WorldStateAggregator — tf2-aware, injectable snapshot producer.

  • class WorldStateAggregator — Aggregates sensor data and produces WorldState snapshots. (L107)
  • __init__(description, *, staleness_limit_s=DEFAULT_STALENESS_S, clock_fn=None) (L160)
  • update_joint_state(state) -> None — Record a fresh joint reading. (L235)
  • update_image(sensor_name, topic, stamp_ns) -> None — Record image arrival. (L246)
  • update_ee_pose(ee_name, pose) -> None — Record EE pose from tf2. (L302)
  • update_base_pose(pose, twist=None) -> None — Record base pose (and optional twist). (L316)
  • update_battery(pct) -> None — Record battery %. (L333)
  • set_error(component, status='error') -> None — Latch a forced diagnostic. (L357)
  • clear_error(component) -> None — Remove a forced diagnostic. (L373)
  • snapshot() -> WorldState — Produce a typed snapshot (hot path, acquires lock).

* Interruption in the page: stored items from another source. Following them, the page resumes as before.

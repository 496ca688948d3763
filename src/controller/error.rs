//! Error types for the controller.
//!
//! Each variant maps to one failure class of a reconcile pass; classification
//! decides how soon the instance is requeued.

use std::time::Duration;
use thiserror::Error;

use crate::client::NodeError;

/// Error type for controller operations
#[derive(Error, Debug)]
pub enum Error {
    /// Kubernetes API error
    #[error("Kubernetes API error: {0}")]
    Kube(#[from] kube::Error),

    /// Object store failure outside a direct API call (listing, decoding)
    #[error("Object store error: {0}")]
    ObjectStore(String),

    /// Missing required field in resource
    #[error("Missing required field: {0}")]
    MissingField(String),

    /// Validation error in resource spec
    #[error("Validation error: {0}")]
    Validation(String),

    /// A node selected as a heal target could not be reached
    #[error("Node unreachable: {0}")]
    NodeUnreachable(NodeError),

    /// A node answered but refused a command or query
    #[error("Command rejected: {0}")]
    ProtocolRejected(NodeError),

    /// Writing the status subresource failed after healing
    #[error("Status write failed: {0}")]
    StatusWrite(String),

    /// Serialization error
    #[error("Serialization error: {0}")]
    Serialization(#[from] serde_json::Error),
}

impl From<NodeError> for Error {
    fn from(err: NodeError) -> Self {
        if err.is_unreachable() {
            Error::NodeUnreachable(err)
        } else {
            Error::ProtocolRejected(err)
        }
    }
}

impl Error {
    /// Check if this error indicates a not-found condition
    pub fn is_not_found(&self) -> bool {
        matches!(self, Error::Kube(kube::Error::Api(e)) if e.code == 404)
    }

    /// Check if this error should be retried soon
    pub fn is_retryable(&self) -> bool {
        match self {
            Error::Kube(e) => {
                // Retry on network errors, rate limiting, and server errors
                matches!(
                    e,
                    kube::Error::Api(api_err) if api_err.code >= 500 || api_err.code == 429
                ) || matches!(e, kube::Error::Service(_))
            }
            Error::ObjectStore(_) | Error::NodeUnreachable(_) | Error::StatusWrite(_) => true,
            Error::Validation(_) | Error::MissingField(_) | Error::ProtocolRejected(_) => false,
            Error::Serialization(_) => false,
        }
    }

    /// Get the recommended requeue duration for this error
    pub fn requeue_after(&self) -> Duration {
        if self.is_retryable() {
            Duration::from_secs(10)
        } else {
            Duration::from_secs(60)
        }
    }

    /// Short machine-readable reason, used for events.
    pub fn reason(&self) -> &'static str {
        match self {
            Error::Kube(_) | Error::ObjectStore(_) => "ObjectStoreFailed",
            Error::MissingField(_) | Error::Validation(_) => "ValidationFailed",
            Error::NodeUnreachable(_) => "NodeUnreachable",
            Error::ProtocolRejected(_) => "CommandRejected",
            Error::StatusWrite(_) => "StatusWriteFailed",
            Error::Serialization(_) => "SerializationFailed",
        }
    }
}

/// Result type alias for controller operations
pub type Result<T> = std::result::Result<T, Error>;
//! Status construction.
//!
//! The status is rebuilt from scratch every pass; nothing from the previous
//! status is carried over.

use crate::controller::topology::{oldest_first, sort_oldest_first};
use crate::crd::{RedisFailoverStatus, RedisNode, SentinelNode};
use crate::resources::store::PodInfo;

/// Builder for a [`RedisFailoverStatus`].
#[derive(Default)]
pub struct StatusBuilder {
    redis: Vec<(PodInfo, bool)>,
    sentinels: Vec<PodInfo>,
}

impl StatusBuilder {
    /// Create an empty builder
    pub fn new() -> Self {
        Self::default()
    }

    /// Add a reachable redis node
    pub fn redis(&mut self, pod: &PodInfo, is_master: bool) -> &mut Self {
        self.redis.push((pod.clone(), is_master));
        self
    }

    /// Add a reachable sentinel
    pub fn sentinel(&mut self, pod: &PodInfo) -> &mut Self {
        self.sentinels.push(pod.clone());
        self
    }

    /// Build the status, both lists oldest pod first
    pub fn build(&self) -> RedisFailoverStatus {
        let mut redis = self.redis.clone();
        redis.sort_by(|(a, _), (b, _)| oldest_first(a, b));
        let mut sentinels = self.sentinels.clone();
        sort_oldest_first(&mut sentinels);

        RedisFailoverStatus {
            redis_nodes: redis
                .into_iter()
                .map(|(pod, is_master)| RedisNode {
                    pod_ip: pod.ip,
                    host_ip: pod.host_ip,
                    is_master,
                })
                .collect(),
            sentinel_nodes: sentinels
                .into_iter()
                .map(|pod| SentinelNode {
                    pod_ip: pod.ip,
                    host_ip: pod.host_ip,
                })
                .collect(),
        }
    }
}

Emits a world_state.snapshot OTel span with openral.world_state.components_stale + openral.world_state.has_latched_error attributes, fires openral.event.staleness_latched / openral.event.error_latched events on first transition, records per-component openral.world_state.staleness_ms histogram + openral.world_state.components_stale up-down counter. (L384)
  • update_detected_objects(objects: list[DetectedObject]) -> None — Replace the remembered detected-object set (ADR-0035). Thread-safe; the next snapshot() call returns the new list. Called by the world-state lifecycle node's memory tick. (L342)
  • _emit_snapshot_telemetry(span, diag, ages_ms) -> None — Internal: lift the snapshot diagnostics onto the OTel span + meter instruments. (L501)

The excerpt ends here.